Because of the sites’ previous “bad teeth” experiences, Catrow and Pharr say it is important that they keep their design standards high. They only accept static banner ads, simple squares and rectangles, and won’t allow any ads with Flash or animation, even though those would bring in more profit. “That’s definitely a challenge, because it would be easier to sell Flash ads,” says Catrow. “But we’re just not going to do it.” Pharr adds that the animated ads that fly across the screen or peel down “annoy us too, so why would we want to annoy our readers? We want people to click on the ad because it’s relevant to them.”

As for the advertisers, the structure tends to works better for local businesses than it would for national ones. The Richmond Ad Network has had some national advertisers, like American Apparel, for instance (though Catrow says they had to specify ‘no weirdness,’ because their ads are often very weird). But in general, Catrow and Pharr agree, “You get more bang for your buck if you’re a local advertiser.”

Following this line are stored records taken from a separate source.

#![warn(missing_docs)]
#![warn(clippy::missing_docs_in_private_items)]

use std::fmt::{self, Display};

use serde::{Deserialize, Serialize};

use crate::parsers::parser;

/// Participation multiplicity written on one end of an edge.
#[derive(Debug, Clone, Copy, PartialEq, Eq, PartialOrd, Ord, Hash, Default, Serialize, Deserialize)]
#[serde(rename_all = "SCREAMING_SNAKE_CASE")]
pub enum Cardinality {
    /// No cardinality was drawn.
    #[default]
    None,
    /// `0..1`
    ZeroOrOne,
    /// `1`
    One,
    /// `0..N`
    ZeroOrMany,
    /// `1..N`
    OneOrMany,
    /// Something was drawn, but it is not a cardinality we know.
    Unrecognized,
}

impl Cardinality {
    /// The four cardinalities that count as "drawn".
    pub const REAL: [Cardinality; 4] = [
        Cardinality::ZeroOrOne,
        Cardinality::One,
        Cardinality::ZeroOrMany,
        Cardinality::OneOrMany,
    ];

    /// True only for the four real values, never for `None` or
    /// `Unrecognized`.
    pub fn has_cardinality(self) -> bool {
        !matches!(self, Cardinality::None | Cardinality::Unrecognized)
    }

    /// Reads a cardinality label as exported by a diagram tool.
    ///
    /// Blank text means nothing was drawn; text that does not parse is kept
    /// as `Unrecognized` so the rules can report it.
    pub fn from_label(label: &str) -> Self {
        let label = label.trim();
        if label.is_empty() {
            return Cardinality::None;
        }
        parser::cardinality(&label.to_ascii_uppercase()).unwrap_or(Cardinality::Unrecognized)
    }
}

impl Display for Cardinality {
    fn fmt(&self, f: &mut fmt::Formatter<'_>) -> fmt::Result {
        let name = match self {
            Cardinality::None => "NONE",
            Cardinality::ZeroOrOne => "ZERO_OR_ONE",
            Cardinality::One => "ONE",
            Cardinality::ZeroOrMany => "ZERO_OR_MANY",
            Cardinality::OneOrMany => "ONE_OR_MANY",
            Cardinality::Unrecognized => "UNRECOGNIZED",
        };
        write!(f, "{name}")
    }
}

/// Whether every instance of the parent belongs to some child.
#[derive(Debug, Clone, Copy, PartialEq, Eq, PartialOrd, Ord, Hash, Serialize, Deserialize)]
#[serde(rename_all = "SCREAMING_SNAKE_CASE")]
pub enum Coverage {
    /// Total coverage.
    Complete,
    /// Partial coverage.
    Partial,
    /// Missing or unreadable annotation.
    Unrecognized,
}

impl Coverage {
    /// Reads a coverage annotation, falling back to `Unrecognized`.
    pub fn from_label(label: &str) -> Self {
        parser::coverage(&label.trim().to_ascii_uppercase()).unwrap_or(Coverage::Unrecognized)
    }
}

impl Display for Coverage {
    fn fmt(&self, f: &mut fmt::Formatter<'_>) -> fmt::Result {
        let name = match self {
            Coverage::Complete => "COMPLETE",
            Coverage::Partial => "PARTIAL",
            Coverage::Unrecognized => "UNRECOGNIZED",
        };
        write!(f, "{name}")
    }
}

/// Whether an instance of the parent may belong to several children.
#[derive(Debug, Clone, Copy, PartialEq, Eq, PartialOrd, Ord, Hash, Serialize, Deserialize)]
#[serde(rename_all = "SCREAMING_SNAKE_CASE")]
pub enum Disjointness {
    /// Children are disjoint.
    Exclusive,
    /// Children may overlap.
    Overlapping,
    /// Missing or unreadable annotation.
    Unrecognized,
}

impl Disjointness {
    /// Reads a disjointness annotation, falling back to `Unrecognized`.
    pub fn from_label(label: &str) -> Self {
        parser::disjointness(&label.trim().to_ascii_uppercase())
            .unwrap_or(Disjointness::Unrecognized)
    }
}

impl Display for Disjointness {
    fn fmt(&self, f: &mut fmt::Formatter<'_>) -> fmt::Result {
        let name = match self {
            Disjointness::Exclusive => "EXCLUSIVE",
            Disjointness::Overlapping => "OVERLAPPING",
            Disjointness::Unrecognized => "UNRECOGNIZED",
        };
        write!(f, "{name}")
    }
}

/// The two kinds of edge a diagram can hold.
#[derive(Debug, Clone, Copy, PartialEq, Eq, Serialize, Deserialize)]
#[serde(tag = "kind", rename_all = "snake_case")]
pub enum EdgeKind {
    /// A plain line between two vertices.
    Connection,
    /// An is-a edge from a child entity (`source`) to its parent (`target`).
    Generalization {
        /// Coverage annotation of the hierarchy.
        coverage:     Coverage,
        /// Disjointness annotation of the hierarchy.
        disjointness: Disjointness,
    },
}

#[derive(Debug, Clone, Serialize)]
/// An edge of the diagram.
///
/// Endpoints are vertex ids and may be unset when the exporter could not
/// resolve them; nothing in the crate assumes they are present.
pub struct Edge {
    /// Diagram-unique id.
    pub(crate) id:          String,
    /// Source vertex id, if resolved.
    pub(crate) source:      Option<String>,
    /// Target vertex id, if resolved.
    pub(crate) target:      Option<String>,
    /// Cardinality drawn on the edge.
    pub(crate) cardinality: Cardinality,
    /// Free text found on the edge.
    pub(crate) description: Vec<String>,
    /// Connection or generalization.
    pub(crate) kind:        EdgeKind,
}

impl Edge {
    /// Creates a plain connection without cardinality.
    pub fn connection(
        id: impl Into<String>,
        source: Option<impl Into<String>>,
        target: Option<impl Into<String>>,
    ) -> Self {
        Self {
            id:          id.into(),
            source:      source.map(Into::into),
            target:      target.map(Into::into),
            cardinality: Cardinality::None,
            description: Vec::new(),
            kind:        EdgeKind::Connection,
        }
    }

    /// Creates a generalization from `child` to `parent`.
    pub fn generalization(
        id: impl Into<String>,
        child: Option<impl Into<String>>,
        parent: Option<impl Into<String>>,
        coverage: Coverage,
        disjointness: Disjointness,
    ) -> Self {
        Self {
            id:          id.into(),
            source:      child.map(Into::into),
            target:      parent.map(Into::into),
            cardinality: Cardinality::None,
            description: Vec::new(),
            kind:        EdgeKind::Generalization {
                coverage,
                disjointness,
            },
        }
    }

    /// Sets the cardinality drawn on the edge.
    pub fn with_cardinality(mut self, cardinality: Cardinality) -> Self {
        self.cardinality = cardinality;
        self
    }

    /// Appends a line of free text.
    pub fn with_description(mut self, text: impl Into<String>) -> Self {
        self.description.push(text.into());
        self
    }

    /// Returns the edge id.
    pub fn id(&self) -> &str {
        &self.id
    }

    /// Returns the source vertex id, if any.
    pub fn source(&self) -> Option<&str> {
        self.source.as_deref()
    }

    /// Returns the target vertex id, if any.
    pub fn target(&self) -> Option<&str> {
        self.target.as_deref()
    }

    /// Returns the cardinality drawn on the edge.
    pub fn cardinality(&self) -> Cardinality {
        self.cardinality
    }

    /// Returns the free text found on the edge.
    pub fn description(&self) -> &[String] {
        &self.description
    }

    /// Returns the kind of the edge.
    pub fn kind(&self) -> EdgeKind {
        self.kind
    }

    /// Returns true for generalization edges.
    pub fn is_generalization(&self) -> bool {
        matches!(self.kind, EdgeKind::Generalization { .. })
    }

    /// Returns the vertex id at the other end from `vertex_id`, if the edge
    /// touches it and the other end is set.
    pub fn other_end(&self, vertex_id: &str) -> Option<&str> {
        if self.source.as_deref() == Some(vertex_id) {
            self.target.as_deref()
        } else if self.target.as_deref() == Some(vertex_id) {
            self.source.as_deref()
        } else {
            None
        }
    }

    /// Returns true if `vertex_id` is one of the endpoints.
    pub fn touches(&self, vertex_id: &str) -> bool {
        self.source.as_deref() == Some(vertex_id) || self.target.as_deref() == Some(vertex_id)
    }

    /// Swaps source and target.
    pub(crate) fn reverse(&mut self) {
        std::mem::swap(&mut self.source, &mut self.target);
    }
}
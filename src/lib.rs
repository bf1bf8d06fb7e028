//! # ergrade
//!
//! A configurable grader for Entity-Relationship diagram modeling exercises.
//!
//! A [`diagram::Diagram`] is built once (usually from a
//! [`diagram::DiagramDocument`]), then graded against a
//! [`config::GradingConfig`] by a [`grade::Grader`], which produces one
//! [`grade::Defect`] per enabled rule and a total score.

#![warn(missing_docs)]
#![warn(clippy::missing_docs_in_private_items)]

/// For loading and interpreting grading configuration
pub mod config;
/// A module defining a bunch of constant values to be used throughout
pub mod constants;
/// The diagram graph and its structural predicates
pub mod diagram;
/// For all things related to grading
pub mod grade;
/// For all parsers used
pub mod parsers;
/// Value types shared by configuration and reports
pub mod types;

pub use config::{ConfigError, GradingConfig, RuleConfig};
pub use diagram::{Diagram, DiagramBuilder, DiagramDocument, DiagramError};
pub use grade::{Defect, DefectChecker, Grade, GradeReport, Grader, RuleId};
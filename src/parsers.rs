#![warn(missing_docs)]
#![warn(clippy::missing_docs_in_private_items)]

use crate::{
    diagram::{Cardinality, Coverage, Disjointness},
    types::{CardinalityPair, HierarchyPair},
};

peg::parser! {
    /// grammars for the value tokens found in diagram labels and grading
    /// configuration. Callers upper-case the input first.
    pub grammar parser() for str {
        /// matches any number of blanks
        rule _() = quiet!{[' ' | '\t']*}

        /// matches the "many" end of a range, eg. `N` in `0..N`
        rule many() = "N" / "M" / "*"

        /// matches the range operator
        rule dots() = _ ".." _

        /// matches one of the cardinality names
        rule cardinality_name() -> Cardinality
            = "ZERO_OR_ONE" { Cardinality::ZeroOrOne }
            / "ZERO_OR_MANY" { Cardinality::ZeroOrMany }
            / "ONE_OR_MANY" { Cardinality::OneOrMany }
            / "ONE" { Cardinality::One }
            / "NONE" { Cardinality::None }

        /// matches `min..max` notation
        rule cardinality_range() -> Cardinality
            = "0" dots() "1" { Cardinality::ZeroOrOne }
            / "0" dots() many() { Cardinality::ZeroOrMany }
            / "1" dots() "1" { Cardinality::One }
            / "1" dots() many() { Cardinality::OneOrMany }
            / "1" { Cardinality::One }

        /// parses a cardinality written by name or as a range
        pub rule cardinality() -> Cardinality
            = _ c:(cardinality_name() / cardinality_range()) _ { c }

        /// parses a coverage annotation
        pub rule coverage() -> Coverage
            = _ c:("COMPLETE" { Coverage::Complete }
                  / "TOTAL" { Coverage::Complete }
                  / "PARTIAL" { Coverage::Partial }) _
            { c }

        /// parses a disjointness annotation
        pub rule disjointness() -> Disjointness
            = _ d:("EXCLUSIVE" { Disjointness::Exclusive }
                  / "DISJOINT" { Disjointness::Exclusive }
                  / "OVERLAPPING" { Disjointness::Overlapping }
                  / "OVERLAP" { Disjointness::Overlapping }) _
            { d }

        /// parses two cardinalities joined by `-`, in any order
        pub rule cardinality_pair() -> CardinalityPair
            = a:cardinality() "-" b:cardinality() { CardinalityPair::new(a, b) }

        /// parses a coverage and a disjointness joined by `-`, in any order
        pub rule hierarchy_pair() -> HierarchyPair
            = c:coverage() "-" d:disjointness() { HierarchyPair::new(c, d) }
            / d:disjointness() "-" c:coverage() { HierarchyPair::new(c, d) }
    }
}
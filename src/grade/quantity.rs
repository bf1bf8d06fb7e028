#![warn(missing_docs)]
#![warn(clippy::missing_docs_in_private_items)]

//! Rules that count a feature of the diagram and compare the count with an
//! inclusive range.

use std::collections::HashSet;

use super::{Defect, RuleId, defect::DefectDetails};
use crate::{
    config::{ConfigError, QuantityConfig, RuleConfig},
    diagram::Diagram,
};

/// Checks a quantity rule.
pub fn check(diagram: &Diagram, rule: RuleId, config: &RuleConfig) -> Result<Defect, ConfigError> {
    let (quantity, required_edges) = match config {
        RuleConfig::Quantity(q) if rule != RuleId::NaryRelationshipQuantity => (q, None),
        RuleConfig::NaryQuantity {
            quantity,
            required_edges,
        } if rule == RuleId::NaryRelationshipQuantity => (quantity, Some(*required_edges)),
        _ => {
            return Err(ConfigError::ShapeMismatch {
                rule,
                found: config.shape_name(),
            });
        }
    };
    let QuantityConfig { points, min, max } = *quantity;
    if min > max {
        return Err(ConfigError::InvertedRange { rule, min, max });
    }

    let actual = match rule {
        RuleId::EntityQuantity => diagram.entities().count(),
        RuleId::RelationshipQuantity => diagram.relationships().count(),
        RuleId::AttributeQuantity => diagram.attributes().count(),
        RuleId::MultivaluedAttributeQuantity => diagram
            .edges()
            .iter()
            .filter(|e| diagram.is_multivalued(e))
            .count(),
        RuleId::StructuredAttributeQuantity => diagram
            .attributes()
            .filter(|a| diagram.is_structured(a))
            .count(),
        RuleId::WeakEntityQuantity => diagram.entities().filter(|e| diagram.is_weak(e.id())).count(),
        RuleId::CompositeIdentifierQuantity => diagram.composites().len(),
        RuleId::HierarchyQuantity => diagram
            .generalizations()
            .filter_map(|e| e.target())
            .collect::<HashSet<_>>()
            .len(),
        RuleId::RecursiveRelationshipQuantity => diagram
            .relationships()
            .filter(|r| diagram.is_recursive(r))
            .count(),
        RuleId::MultipleIdentifierQuantity => {
            diagram.entities().filter(|e| e.keys().len() > 1).count()
        }
        RuleId::NaryRelationshipQuantity => {
            let required = required_edges.unwrap_or_default();
            diagram
                .relationships()
                .filter(|r| diagram.adjacent_entities(r).len() >= required)
                .count()
        }
        _ => {
            return Err(ConfigError::ShapeMismatch {
                rule,
                found: config.shape_name(),
            });
        }
    };

    Ok(Defect::builder()
        .rule(rule)
        .present(!(min..=max).contains(&actual))
        .points(points)
        .details(DefectDetails::Quantity { actual, min, max })
        .build())
}
//! API banner.

use axum::Json;
use serde::Serialize;

#[derive(Debug, Serialize)]
pub struct BannerResponse {
    pub name: &'static str,
    pub version: &'static str,
    pub description: &'static str,
}

/// `GET /api`: service name and version.
pub async fn banner_handler() -> Json<BannerResponse> {
    Json(BannerResponse {
        name: env!("CARGO_PKG_NAME"),
        version: env!("CARGO_PKG_VERSION"),
        description: env!("CARGO_PKG_DESCRIPTION"),
    })
}
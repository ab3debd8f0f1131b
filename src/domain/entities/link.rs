//! Link entity representing a shortened URL mapping.

use chrono::{DateTime, Utc};
use serde::{Deserialize, Serialize};

/// Whether a link may currently be followed.
#[derive(Debug, Clone, Copy, PartialEq, Eq)]
pub enum Availability {
    Live,
    Disabled,
    Expired,
}

impl Availability {
    /// Evaluates activation and expiry at `now`.
    ///
    /// A disabled link is reported as [`Availability::Disabled`] regardless of its
    /// expiry. A link is live only strictly before `expires_at`.
    pub fn evaluate(
        is_active: bool,
        expires_at: Option<DateTime<Utc>>,
        now: DateTime<Utc>,
    ) -> Self {
        if !is_active {
            return Self::Disabled;
        }
        if expires_at.is_some_and(|e| now >= e) {
            return Self::Expired;
        }
        Self::Live
    }
}

/// A shortened URL owned by a user.
#[derive(Debug, Clone)]
pub struct Link {
    pub id: i64,
    pub user_id: i64,
    pub short_code: String,
    pub original_url: String,
    pub title: Option<String>,
    pub description: Option<String>,
    pub tags: Option<String>,
    pub is_active: bool,
    pub expires_at: Option<DateTime<Utc>>,
    pub click_count: i64,
    pub created_at: DateTime<Utc>,
    pub updated_at: DateTime<Utc>,
}

impl Link {
    /// Returns true if the link has reached its expiry time at `now`.
    pub fn is_expired(&self, now: DateTime<Utc>) -> bool {
        Availability::evaluate(true, self.expires_at, now) == Availability::Expired
    }

    pub fn availability(&self, now: DateTime<Utc>) -> Availability {
        Availability::evaluate(self.is_active, self.expires_at, now)
    }
}

/// The subset of a link needed to serve a redirect.
///
/// This is what the resolver caches, so it must stay serializable.
#[derive(Debug, Clone, PartialEq, Serialize, Deserialize)]
pub struct ResolvedLink {
    pub link_id: i64,
    pub short_code: String,
    pub original_url: String,
    pub is_active: bool,
    pub expires_at: Option<DateTime<Utc>>,
}

impl ResolvedLink {
    pub fn availability(&self, now: DateTime<Utc>) -> Availability {
        Availability::evaluate(self.is_active, self.expires_at, now)
    }
}

impl From<&Link> for ResolvedLink {
    fn from(link: &Link) -> Self {
        Self {
            link_id: link.id,
            short_code: link.short_code.clone(),
            original_url: link.original_url.clone(),
            is_active: link.is_active,
            expires_at: link.expires_at,
        }
    }
}

/// Input data for creating a new link.
#[derive(Debug, Clone)]
pub struct NewLink {
    pub user_id: i64,
    pub short_code: String,
    pub original_url: String,
    pub title: Option<String>,
    pub description: Option<String>,
    pub tags: Option<String>,
    pub expires_at: Option<DateTime<Utc>>,
}

/// Partial update for an existing link.
///
/// `None` fields are left unchanged.
/// `expires_at: Some(None)` clears the expiry; `Some(Some(t))` sets it.
#[derive(Debug, Clone, Default)]
pub struct LinkPatch {
    pub title: Option<String>,
    pub description: Option<String>,
    pub tags: Option<String>,
    pub is_active: Option<bool>,
    pub expires_at: Option<Option<DateTime<Utc>>>,
}

/// Ordering for link listings.
#[derive(Debug, Clone, Copy, PartialEq, Eq, Default, Deserialize)]
#[serde(rename_all = "snake_case")]
pub enum LinkSort {
    #[default]
    CreatedAt,
    ClickCount,
    Title,
}

/// Owner-scoped listing query.
#[derive(Debug, Clone)]
pub struct LinkQuery {
    pub user_id: i64,
    pub page: i64,
    pub limit: i64,
    pub sort: LinkSort,
    pub search: Option<String>,
}

impl LinkQuery {
    pub fn offset(&self) -> i64 {
        (self.page - 1) * self.limit
    }
}

/// One page of links plus the total number of matches.
#[derive(Debug, Clone)]
pub struct LinkPage {
    pub links: Vec<Link>,
    pub total: i64,
}

/// Per-user link totals shown on the dashboard.
#[derive(Debug, Clone, Copy, Default, PartialEq, Eq)]
pub struct LinkTotals {
    pub total_links: i64,
    pub active_links: i64,
    pub total_clicks: i64,
}

#[cfg(test)]
pub(crate) fn sample_link(id: i64, code: &str, url: &str) -> Link {
    let now = Utc::now();
    Link {
        id,
        user_id: 1,
        short_code: code.to_string(),
        original_url: url.to_string(),
        title: None,
        description: None,
        tags: None,
        is_active: true,
        expires_at: None,
        click_count: 0,
        created_at: now,
        updated_at: now,
    }
}
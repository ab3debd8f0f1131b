//! Repository trait for short link data access.

use crate::domain::entities::{Link, LinkPage, LinkPatch, LinkQuery, LinkTotals, NewLink};
use crate::error::AppError;
use async_trait::async_trait;

/// Repository interface for managing short links.
///
/// Every lookup other than [`LinkRepository::find_by_code`] is scoped to the
/// owning user, so a foreign link is indistinguishable from a missing one.
///
/// # Implementations
///
/// - [`crate::infrastructure::persistence::SqliteLinkRepository`] - SQLite implementation
/// - Test mocks available with `cfg(test)`
///
/// # Examples
///
/// See integration tests: `tests/repository_link.rs`
#[cfg_attr(test, mockall::automock)]
#[async_trait]
pub trait LinkRepository: Send + Sync {
    /// Creates a new short link.
    ///
    /// # Errors
    ///
    /// Returns [`AppError::Conflict`] if the short code already exists.
    /// Returns [`AppError::Internal`] on database errors.
    async fn create(&self, new_link: NewLink) -> Result<Link, AppError>;

    /// Returns true if any link already uses `code`.
    async fn exists_by_code(&self, code: &str) -> Result<bool, AppError>;

    /// Finds a link by its exact short code, regardless of owner.
    ///
    /// # Returns
    ///
    /// - `Ok(Some(Link))` if found
    /// - `Ok(None)` if not found
    async fn find_by_code(&self, code: &str) -> Result<Option<Link>, AppError>;

    /// Finds a link by id if it belongs to `user_id`.
    async fn find_by_id_for_user(&self, id: i64, user_id: i64)
    -> Result<Option<Link>, AppError>;

    /// Lists a user's links with paging, ordering and an optional search term
    /// matched against title, original URL and short code.
    async fn list(&self, query: LinkQuery) -> Result<LinkPage, AppError>;

    /// Partially updates a link owned by `user_id`.
    ///
    /// Only fields present in [`LinkPatch`] are modified.
    ///
    /// # Errors
    ///
    /// Returns [`AppError::NotFound`] if no link matches `id` + `user_id`.
    async fn update(&self, id: i64, user_id: i64, patch: LinkPatch) -> Result<Link, AppError>;

    /// Deletes a link owned by `user_id`. Click logs are removed by cascade.
    ///
    /// Returns `Ok(true)` if a row was deleted.
    async fn delete(&self, id: i64, user_id: i64) -> Result<bool, AppError>;

    /// Atomically adds one to the link's click counter.
    async fn increment_click_count(&self, link_id: i64) -> Result<(), AppError>;

    /// Returns link and click-counter totals for a user.
    async fn totals_for_user(&self, user_id: i64) -> Result<LinkTotals, AppError>;

    /// Returns the user's most recently created links.
    async fn recent_for_user(&self, user_id: i64, limit: i64) -> Result<Vec<Link>, AppError>;
}
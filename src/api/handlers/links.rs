//! Handlers for link management endpoints.

use axum::{
    Extension, Json,
    extract::{Path, Query, State},
    http::StatusCode,
};
use validator::Validate;

use crate::api::dto::link::{
    BatchCreateRequest, BatchCreateResponse, CreateLinkRequest, LinkListResponse, LinkResponse,
    MessageResponse, UpdateLinkRequest,
};
use crate::api::dto::pagination::{ListParams, PaginationMeta};
use crate::domain::entities::{AuthUser, Link};
use crate::error::AppError;
use crate::state::AppState;

fn to_response(state: &AppState, link: Link) -> LinkResponse {
    let short_url = state.link_service.short_url(&link.short_code);
    LinkResponse::new(link, short_url)
}

/// Creates a short link owned by the caller.
///
/// # Endpoint
///
/// `POST /api/links/create`
///
/// # Request Body
///
/// ```json
/// {
///   "original_url": "https://example.com/some/long/path",
///   "short_code": "promo1",
///   "title": "Spring promo",
///   "expires_at": "2026-12-31T23:59:59Z"
/// }
/// ```
///
/// Only `original_url` is required. Without `short_code` a random 6-character
/// code is generated.
///
/// # Errors
///
/// Returns 400 Bad Request if validation fails or the code is reserved.
/// Returns 409 Conflict if the custom code is already taken.
pub async fn create_link_handler(
    State(state): State<AppState>,
    Extension(user): Extension<AuthUser>,
    Json(payload): Json<CreateLinkRequest>,
) -> Result<(StatusCode, Json<LinkResponse>), AppError> {
    payload.validate()?;

    let link = state
        .link_service
        .create_link(user.user_id, payload.into())
        .await?;

    Ok((StatusCode::CREATED, Json(to_response(&state, link))))
}

/// Creates one link per URL. Failures are reported per URL and do not abort
/// the batch.
///
/// # Endpoint
///
/// `POST /api/links/batch`
pub async fn batch_create_handler(
    State(state): State<AppState>,
    Extension(user): Extension<AuthUser>,
    Json(payload): Json<BatchCreateRequest>,
) -> Result<Json<BatchCreateResponse>, AppError> {
    payload.validate()?;

    let outcome = state
        .link_service
        .batch_create(user.user_id, payload.urls)
        .await?;

    Ok(Json(BatchCreateResponse::new(outcome, |code| {
        state.link_service.short_url(code)
    })))
}

/// Lists the caller's links.
///
/// # Endpoint
///
/// `GET /api/links?page=1&limit=20&sort=created_at&search=promo`
///
/// `sort` is one of `created_at` (newest first), `click_count` (most clicked
/// first) or `title`. `search` matches title, URL, code and tags.
pub async fn list_links_handler(
    State(state): State<AppState>,
    Extension(user): Extension<AuthUser>,
    Query(params): Query<ListParams>,
) -> Result<Json<LinkListResponse>, AppError> {
    let query = params.into_query(user.user_id)?;
    let (page, limit) = (query.page, query.limit);

    let result = state.link_service.list_links(query).await?;

    Ok(Json(LinkListResponse {
        links: result
            .links
            .into_iter()
            .map(|link| to_response(&state, link))
            .collect(),
        pagination: PaginationMeta::new(page, limit, result.total),
    }))
}

/// Public link details by code.
///
/// # Endpoint
///
/// `GET /api/links/info/{code}`
pub async fn link_info_handler(
    State(state): State<AppState>,
    Path(code): Path<String>,
) -> Result<Json<LinkResponse>, AppError> {
    let link = state.link_service.get_by_code(&code).await?;
    Ok(Json(to_response(&state, link)))
}

/// `GET /api/links/{id}`
pub async fn get_link_handler(
    State(state): State<AppState>,
    Extension(user): Extension<AuthUser>,
    Path(id): Path<i64>,
) -> Result<Json<LinkResponse>, AppError> {
    let link = state.link_service.get_link(id, user.user_id).await?;
    Ok(Json(to_response(&state, link)))
}

/// Partially updates a link.
///
/// # Endpoint
///
/// `PUT /api/links/{id}`
///
/// # Request Body
///
/// ```json
/// {
///   "title": "New title",
///   "is_active": false,
///   "expires_at": null
/// }
/// ```
///
/// The resolver cache entry is invalidated so the next redirect sees the change.
///
/// # Errors
///
/// Returns 404 Not Found if the link doesn't exist or belongs to someone else.
pub async fn update_link_handler(
    State(state): State<AppState>,
    Extension(user): Extension<AuthUser>,
    Path(id): Path<i64>,
    Json(payload): Json<UpdateLinkRequest>,
) -> Result<Json<LinkResponse>, AppError> {
    payload.validate()?;

    let link = state
        .link_service
        .update_link(id, user.user_id, payload.into())
        .await?;

    Ok(Json(to_response(&state, link)))
}

/// Deletes a link and its click logs.
///
/// # Endpoint
///
/// `DELETE /api/links/{id}`
pub async fn delete_link_handler(
    State(state): State<AppState>,
    Extension(user): Extension<AuthUser>,
    Path(id): Path<i64>,
) -> Result<Json<MessageResponse>, AppError> {
    state.link_service.delete_link(id, user.user_id).await?;

    Ok(Json(MessageResponse {
        message: "Link deleted".to_string(),
    }))
}

/// Flips `is_active`.
///
/// # Endpoint
///
/// `POST /api/links/{id}/toggle-status`
pub async fn toggle_status_handler(
    State(state): State<AppState>,
    Extension(user): Extension<AuthUser>,
    Path(id): Path<i64>,
) -> Result<Json<LinkResponse>, AppError> {
    let link = state.link_service.toggle_status(id, user.user_id).await?;
    Ok(Json(to_response(&state, link)))
}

Ben Ilfeld, COO of the Sacramento Press, realized when other local sites started asking for help from the Press’s sales staff that an ad network could be mutually beneficial to everyone, and the Sacramento Local Online Ad Network (SLOAN) was born. SLOAN launched with twelve news sites and has since grown to fifty. Four sales people work full time selling ads for the network. Like Eubank, the centralized staff does all the cold calling, processes all the invoices, keeps track of payments, and schedules all the ads, so the site owners don’t have to.

Just as the site owners don’t have the time or the necessary experience to devote to sales calls, the advertisers don’t have the time or the patience to strike fifty different deals with fifty different sites, either. The advertisers had money to spend, and the desire to reach out to smaller audiences, but it had to be easy. “They needed one point of contact, one set of creative, and one rigorously audited report,” Ilfeld says.

Likewise, it had to be easy for the site owners to sign up with the network. And, more importantly, it had to be free. “One key part of this is, there’s no buy-in,” says Ilfeld. “You can be part of the network for free, and you can leave at any time. It’s just got to be as easy as Google Ad Sense, or even easier. It has to be simple, and it has to be free. Because nobody has money to start with, that’s the whole point.”

Currently, the four salespeople working full time on network sales get paid directly from the ad commissions, and the site owners split what remains, just as the Richmond sites do. Ilfeld and the other SLOAN management team don’t get profit from the ad sales per se, but they use the connections to those clients to try to sell them other marketing services event promotion, street team marketing, and web development.

Like the Richmond Ad Network, SLOAN has already seen results. For instance, the biggest site in the network, Sacramento Magazine, still sells its own ads for its print version, but had not previously sold ads specifically for its website other than signing up for Google Ad Sense. Ilfeld says that Google probably gave them about $12 a month, whereas the first month they were a part of SLOAN, they collected at least ten times that.

“The way I put it to people is, if you’re a small- or medium-sized publisher, we’re probably not going to make your house payment, but we’ll probably make your car payment,” says Ilfeld. “That could be enough money to hire a part-time ad sales person yourself. So you can kind of double down, and use the money that’s coming out of the ad network to sell more premium ads.”